# Assigned task
Reproduce exactly the lines below, from the first through the one containing "let Some(key) = self.model.composite_key(&record)", and nothing more.

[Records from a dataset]

────────────────────

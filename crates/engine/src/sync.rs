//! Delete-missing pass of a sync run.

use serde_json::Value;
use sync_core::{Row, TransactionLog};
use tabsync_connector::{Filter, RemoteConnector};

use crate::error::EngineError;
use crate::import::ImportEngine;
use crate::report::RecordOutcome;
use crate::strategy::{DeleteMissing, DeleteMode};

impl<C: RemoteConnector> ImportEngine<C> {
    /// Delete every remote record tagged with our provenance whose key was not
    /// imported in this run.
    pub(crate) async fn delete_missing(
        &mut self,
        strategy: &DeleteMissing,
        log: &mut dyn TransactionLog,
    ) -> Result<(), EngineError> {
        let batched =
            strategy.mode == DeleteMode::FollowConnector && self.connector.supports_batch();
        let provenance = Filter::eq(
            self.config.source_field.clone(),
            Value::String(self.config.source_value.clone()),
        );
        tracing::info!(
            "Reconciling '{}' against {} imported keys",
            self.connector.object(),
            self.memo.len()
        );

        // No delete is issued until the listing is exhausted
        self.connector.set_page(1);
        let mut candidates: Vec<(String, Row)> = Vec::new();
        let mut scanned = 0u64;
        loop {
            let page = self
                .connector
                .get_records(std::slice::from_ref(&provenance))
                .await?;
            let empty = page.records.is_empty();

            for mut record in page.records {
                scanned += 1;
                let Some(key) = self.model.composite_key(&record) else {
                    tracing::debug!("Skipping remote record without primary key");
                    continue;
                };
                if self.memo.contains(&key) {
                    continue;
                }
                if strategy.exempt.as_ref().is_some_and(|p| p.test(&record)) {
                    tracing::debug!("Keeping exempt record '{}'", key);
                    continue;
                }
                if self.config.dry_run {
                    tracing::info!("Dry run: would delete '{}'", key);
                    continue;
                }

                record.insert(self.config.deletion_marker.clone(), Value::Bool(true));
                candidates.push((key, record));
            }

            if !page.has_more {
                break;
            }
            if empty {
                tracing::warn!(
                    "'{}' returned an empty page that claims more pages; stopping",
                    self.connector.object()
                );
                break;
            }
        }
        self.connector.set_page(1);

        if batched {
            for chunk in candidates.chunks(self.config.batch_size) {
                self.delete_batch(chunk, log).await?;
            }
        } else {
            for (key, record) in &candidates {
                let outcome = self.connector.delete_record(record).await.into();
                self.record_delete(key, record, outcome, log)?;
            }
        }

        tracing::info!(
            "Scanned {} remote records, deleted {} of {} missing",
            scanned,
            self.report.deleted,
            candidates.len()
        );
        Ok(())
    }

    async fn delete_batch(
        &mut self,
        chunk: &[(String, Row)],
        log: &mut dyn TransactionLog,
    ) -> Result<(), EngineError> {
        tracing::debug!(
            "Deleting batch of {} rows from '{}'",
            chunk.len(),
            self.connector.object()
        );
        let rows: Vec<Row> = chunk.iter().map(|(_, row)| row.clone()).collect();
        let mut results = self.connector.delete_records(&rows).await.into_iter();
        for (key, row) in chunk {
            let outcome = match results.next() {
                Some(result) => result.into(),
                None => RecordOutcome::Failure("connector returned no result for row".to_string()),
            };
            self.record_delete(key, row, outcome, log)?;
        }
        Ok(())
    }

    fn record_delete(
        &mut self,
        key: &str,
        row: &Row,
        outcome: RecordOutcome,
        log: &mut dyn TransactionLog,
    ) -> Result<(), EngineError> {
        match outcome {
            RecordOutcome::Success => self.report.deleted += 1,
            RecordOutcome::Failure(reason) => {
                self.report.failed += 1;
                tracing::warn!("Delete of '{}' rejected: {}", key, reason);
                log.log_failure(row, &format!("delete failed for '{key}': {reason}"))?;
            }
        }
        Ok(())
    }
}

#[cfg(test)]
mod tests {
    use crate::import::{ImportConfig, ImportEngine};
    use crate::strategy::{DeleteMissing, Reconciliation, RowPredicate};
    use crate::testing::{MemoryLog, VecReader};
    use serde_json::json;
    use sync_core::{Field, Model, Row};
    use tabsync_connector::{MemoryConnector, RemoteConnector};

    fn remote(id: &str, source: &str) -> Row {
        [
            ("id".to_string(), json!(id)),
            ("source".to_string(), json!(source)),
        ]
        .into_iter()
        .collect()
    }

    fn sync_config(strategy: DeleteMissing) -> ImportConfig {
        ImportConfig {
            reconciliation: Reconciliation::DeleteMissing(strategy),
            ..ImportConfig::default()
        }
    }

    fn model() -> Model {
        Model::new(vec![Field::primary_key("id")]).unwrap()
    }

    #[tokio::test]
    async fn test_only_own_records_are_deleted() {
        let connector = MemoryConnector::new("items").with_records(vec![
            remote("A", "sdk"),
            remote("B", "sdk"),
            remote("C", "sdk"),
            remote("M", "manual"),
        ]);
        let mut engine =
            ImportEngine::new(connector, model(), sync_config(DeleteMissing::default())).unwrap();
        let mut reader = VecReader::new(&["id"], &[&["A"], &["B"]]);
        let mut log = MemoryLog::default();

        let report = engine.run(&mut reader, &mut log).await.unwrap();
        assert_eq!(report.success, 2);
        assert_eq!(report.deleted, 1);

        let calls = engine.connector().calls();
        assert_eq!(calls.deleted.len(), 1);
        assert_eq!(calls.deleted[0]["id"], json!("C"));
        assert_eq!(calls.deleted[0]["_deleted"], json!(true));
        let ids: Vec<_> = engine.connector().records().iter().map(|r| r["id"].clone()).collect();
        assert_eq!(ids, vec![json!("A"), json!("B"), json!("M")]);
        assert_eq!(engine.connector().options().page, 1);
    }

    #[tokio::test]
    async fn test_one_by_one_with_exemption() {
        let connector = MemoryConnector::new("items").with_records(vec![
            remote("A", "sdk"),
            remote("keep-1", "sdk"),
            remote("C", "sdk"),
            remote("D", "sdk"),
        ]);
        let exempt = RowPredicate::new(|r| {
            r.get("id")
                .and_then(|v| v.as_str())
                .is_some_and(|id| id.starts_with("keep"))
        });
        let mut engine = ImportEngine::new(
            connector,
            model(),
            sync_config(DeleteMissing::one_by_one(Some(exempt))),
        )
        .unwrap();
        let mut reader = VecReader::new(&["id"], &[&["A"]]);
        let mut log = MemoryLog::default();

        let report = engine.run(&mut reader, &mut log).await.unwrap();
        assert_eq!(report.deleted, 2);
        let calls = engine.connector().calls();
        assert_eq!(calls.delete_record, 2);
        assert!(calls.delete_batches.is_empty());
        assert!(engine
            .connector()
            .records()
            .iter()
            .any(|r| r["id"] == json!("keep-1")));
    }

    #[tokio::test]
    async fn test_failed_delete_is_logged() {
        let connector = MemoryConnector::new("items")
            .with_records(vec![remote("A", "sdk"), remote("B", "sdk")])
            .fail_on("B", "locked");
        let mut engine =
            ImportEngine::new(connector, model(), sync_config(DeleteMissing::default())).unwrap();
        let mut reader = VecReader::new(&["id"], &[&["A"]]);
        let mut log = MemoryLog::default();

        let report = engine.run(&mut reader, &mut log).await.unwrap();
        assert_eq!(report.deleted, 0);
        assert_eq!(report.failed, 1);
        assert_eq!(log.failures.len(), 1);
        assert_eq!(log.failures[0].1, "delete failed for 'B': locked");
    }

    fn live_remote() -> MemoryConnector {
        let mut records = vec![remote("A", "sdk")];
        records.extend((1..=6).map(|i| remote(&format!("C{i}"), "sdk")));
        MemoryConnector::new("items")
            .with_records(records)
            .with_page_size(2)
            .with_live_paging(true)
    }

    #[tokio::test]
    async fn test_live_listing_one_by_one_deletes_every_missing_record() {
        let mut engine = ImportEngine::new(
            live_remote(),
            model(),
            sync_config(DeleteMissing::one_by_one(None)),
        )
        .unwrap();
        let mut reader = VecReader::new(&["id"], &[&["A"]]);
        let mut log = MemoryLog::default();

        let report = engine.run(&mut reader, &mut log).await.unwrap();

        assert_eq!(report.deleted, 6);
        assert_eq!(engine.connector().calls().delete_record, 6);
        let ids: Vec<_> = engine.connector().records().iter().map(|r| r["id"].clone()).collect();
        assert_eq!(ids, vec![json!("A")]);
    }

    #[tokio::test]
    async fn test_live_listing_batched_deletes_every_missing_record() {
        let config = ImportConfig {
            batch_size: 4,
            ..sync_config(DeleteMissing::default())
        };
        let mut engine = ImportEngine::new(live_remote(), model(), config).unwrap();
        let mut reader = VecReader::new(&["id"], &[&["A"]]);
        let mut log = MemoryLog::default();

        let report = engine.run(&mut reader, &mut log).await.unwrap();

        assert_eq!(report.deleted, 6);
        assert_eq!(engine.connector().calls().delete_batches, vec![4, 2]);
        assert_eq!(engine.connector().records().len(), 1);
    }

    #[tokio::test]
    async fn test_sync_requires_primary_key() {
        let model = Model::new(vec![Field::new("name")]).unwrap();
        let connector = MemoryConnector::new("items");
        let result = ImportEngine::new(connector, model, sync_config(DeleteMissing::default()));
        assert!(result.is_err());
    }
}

────────────────────

# Response box
filename crates/engine/src/sync.rs
//! Delete-missing pass of a sync run.

use serde_json::Value;
use sync_core::{Row, TransactionLog};
use tabsync_connector::{Filter, RemoteConnector};

use crate::error::EngineError;
use crate::import::ImportEngine;
use crate::report::RecordOutcome;
use crate::strategy::{DeleteMissing, DeleteMode};

impl<C: RemoteConnector> ImportEngine<C> {
    /// Delete every remote record tagged with our provenance whose key was not
    /// imported in this run.
    pub(crate) async fn delete_missing(
        &mut self,
        strategy: &DeleteMissing,
        log: &mut dyn TransactionLog,
    ) -> Result<(), EngineError> {
        let batched =
            strategy.mode == DeleteMode::FollowConnector && self.connector.supports_batch();
        let provenance = Filter::eq(
            self.config.source_field.clone(),
            Value::String(self.config.source_value.clone()),
        );
        tracing::info!(
            "Reconciling '{}' against {} imported keys",
            self.connector.object(),
            self.memo.len()
        );

        // No delete is issued until the listing is exhausted
        self.connector.set_page(1);
        let mut candidates: Vec<(String, Row)> = Vec::new();
        let mut scanned = 0u64;
        loop {
            let page = self
                .connector
                .get_records(std::slice::from_ref(&provenance))
                .await?;
            let empty = page.records.is_empty();

            for mut record in page.records {
                scanned += 1;
                let Some(key) = self.model.composite_key(&record) else {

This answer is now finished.